BELLE VITRINE

Le Brésil et l’Argentine ne sont pas les seuls réservoirs de leur continent. Les footballeurs équatoriens et costaricains rêvent aussi d’Europe mais les Mexicains restent au pays.

U nidos por una sola pasión… Les supporters équatoriens arboraient fièrement leur maillot en Allemagne. Pour la deuxième fois de suite, leur équipe était qualifiée, pour la première fois, elle a atteint les huitièmes de finale. La salsa a impressionné les habitants de la paisible Bad Kissingen. Alors que la sélection du Paraguay comptait deux tiers de joueurs exilés en Europe ou ailleurs, que les Argentins et les Brésiliens se produisent presque tous sur notre continent, les Equatoriens restent fidèles à leur championnat. Comme le Costa Rica, qui compte encore moins de joueurs en-dehors de ses frontières, il semble être une tache blanche sur la carte du football. Il n’a rien gagné en Amérique du Sud, ni en équipe nationale ni au niveau des clubs. Pas de Copa Libertadores, la variante sud-américaine de la Ligue des Champions.
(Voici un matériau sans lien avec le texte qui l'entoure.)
//! Shared identifiers and the error taxonomy for the pagebridge workspace.
//!
//! Every crate in the workspace converges on [`BridgeError`] at its public
//! boundary so callers see one error surface regardless of which subsystem
//! detected the failure.

use std::fmt;

use serde::{Deserialize, Serialize};
use thiserror::Error;
use uuid::Uuid;

/// Identifier of a page instance. Assigned by the host (a tab id), not
/// generated here, so it is a plain wrapper without a constructor.
#[derive(Clone, Copy, Debug, Eq, PartialEq, Hash, Serialize, Deserialize)]
pub struct PageId(pub i64);

impl fmt::Display for PageId {
    fn fmt(&self, f: &mut fmt::Formatter<'_>) -> fmt::Result {
        write!(f, "{}", self.0)
    }
}

/// Identifier of a frame within a page. Only the top-level frame drives the
/// bootstrap lifecycle.
#[derive(Clone, Copy, Debug, Eq, PartialEq, Hash, Serialize, Deserialize)]
pub struct FrameId(pub i64);

impl FrameId {
    pub const TOP: FrameId = FrameId(0);

    pub fn is_top(self) -> bool {
        self.0 == 0
    }
}

/// Identifier of a single tool invocation, generated fresh per call.
#[derive(Clone, Copy, Debug, Eq, PartialEq, Hash, Serialize, Deserialize)]
pub struct CallId(pub Uuid);

impl CallId {
    pub fn new() -> Self {
        Self(Uuid::new_v4())
    }
}

impl Default for CallId {
    fn default() -> Self {
        Self::new()
    }
}

impl fmt::Display for CallId {
    fn fmt(&self, f: &mut fmt::Formatter<'_>) -> fmt::Result {
        write!(f, "{}", self.0)
    }
}

/// Epoch of a connected channel. A page may see many channels over its
/// lifetime but only the one carrying the latest epoch is live; stale
/// disconnect callbacks compare against this.
#[derive(Clone, Copy, Debug, Eq, PartialEq, Hash, Serialize, Deserialize)]
pub struct ChannelId(pub u64);

/// A single path-qualified schema violation.
#[derive(Clone, Debug, Eq, PartialEq, Serialize, Deserialize)]
pub struct SchemaIssue {
    pub path: String,
    pub message: String,
}

impl SchemaIssue {
    pub fn new(path: impl Into<String>, message: impl Into<String>) -> Self {
        Self {
            path: path.into(),
            message: message.into(),
        }
    }
}

impl fmt::Display for SchemaIssue {
    fn fmt(&self, f: &mut fmt::Formatter<'_>) -> fmt::Result {
        if self.path.is_empty() {
            write!(f, "(root): {}", self.message)
        } else {
            write!(f, "{}: {}", self.path, self.message)
        }
    }
}

fn render_issues(issues: &[SchemaIssue]) -> String {
    issues
        .iter()
        .map(|issue| issue.to_string())
        .collect::<Vec<_>>()
        .join("; ")
}

/// Error taxonomy shared across the workspace.
///
/// Connection, cancellation and timeout failures are raised at the session
/// registry boundary; validation, not-found and execution failures at the
/// capability registry boundary; parsing failures at bootstrap time.
#[derive(Clone, Debug, Error, Serialize, Deserialize)]
pub enum BridgeError {
    #[error("no active channel for page")]
    Connection,
    #[error("call cancelled: {0}")]
    Cancelled(String),
    #[error("call timed out")]
    Timeout,
    #[error("argument validation failed: {}", render_issues(.0))]
    Validation(Vec<SchemaIssue>),
    #[error("unknown tool: {0}")]
    NotFound(String),
    #[error("tool execution failed: {0}")]
    Execution(String),
    #[error("tool source rejected: {0}")]
    Parsing(String),
    #[error("injection failed: {0}")]
    Injection(String),
    #[error("internal error: {0}")]
    Internal(String),
}

impl BridgeError {
    pub fn cancelled(reason: impl Into<String>) -> Self {
        Self::Cancelled(reason.into())
    }

    pub fn execution(cause: impl fmt::Display) -> Self {
        Self::Execution(cause.to_string())
    }

    pub fn parsing(detail: impl Into<String>) -> Self {
        Self::Parsing(detail.into())
    }

    pub fn injection(detail: impl Into<String>) -> Self {
        Self::Injection(detail.into())
    }

    pub fn internal(detail: impl Into<String>) -> Self {
        Self::Internal(detail.into())
    }

    /// True when retrying the same call on a fresh channel could succeed.
    pub fn is_transient(&self) -> bool {
        matches!(self, Self::Connection | Self::Cancelled(_) | Self::Timeout)
    }
}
Pourtant, le football est en progrès, comme le souligne un amateur de foot chilien qui a adopté l’Equateur, à Bad Kissingen, puisque son pays ne s’était pas qualifié. LDU Quito, le fournisseur principal de l’équipe nationale, est en quarts de finale et va bientôt défendre son avantage de 2-1 au match retour contre les Brésiliens de l’Internacional.

L’Equateur se met en marche

Quito est le centre de l’Equateur footballistique. C’est ici que se produisent les meilleures équipes. C’est pour cela qu’on a dénigré le football de ce voisin de la Colombie, en bordure de l’océan. Quito est situé dans les Andes, à 2.850 mètres d’altitude. Comme l’équipe a préféré les Andes à la côte pour jouer ses matches de qualification, on en a déduit qu’elle profitait de l’altitude. Iván Kaviedes, inoubliable en spiderman, l’admet après un entraînement.  » Cela nous avantage puisque nous sommes acclimatés mais ce n’est pas la seule raison de notre succès « .

Non, c’est un processus qui a commencé il y a neuf ans, explique Francisco, journaliste de la télévision équatorienne.  » Nous avons enfin eu un sélectionneur qui est resté en poste quelques années. Un Yougoslave. Il a constaté que nous n’avions pas le même bagage technique que le Brésil ou l’Argentine mais que nos joueurs étaient aussi forts que les Européens. Trois Colombiens lui ont succédé. Ils avaient plus d’expérience au plus haut niveau. Ils ont appris aux joueurs à conserver le ballon et à changer le rythme du match. Luis Fernando Suárez, le sélectionneur actuel, a parachevé le travail en inculquant plus d’assurance à nos footballeurs. La combinaison semble fonctionner, dans les clubs comme dans les compétitions continentales « .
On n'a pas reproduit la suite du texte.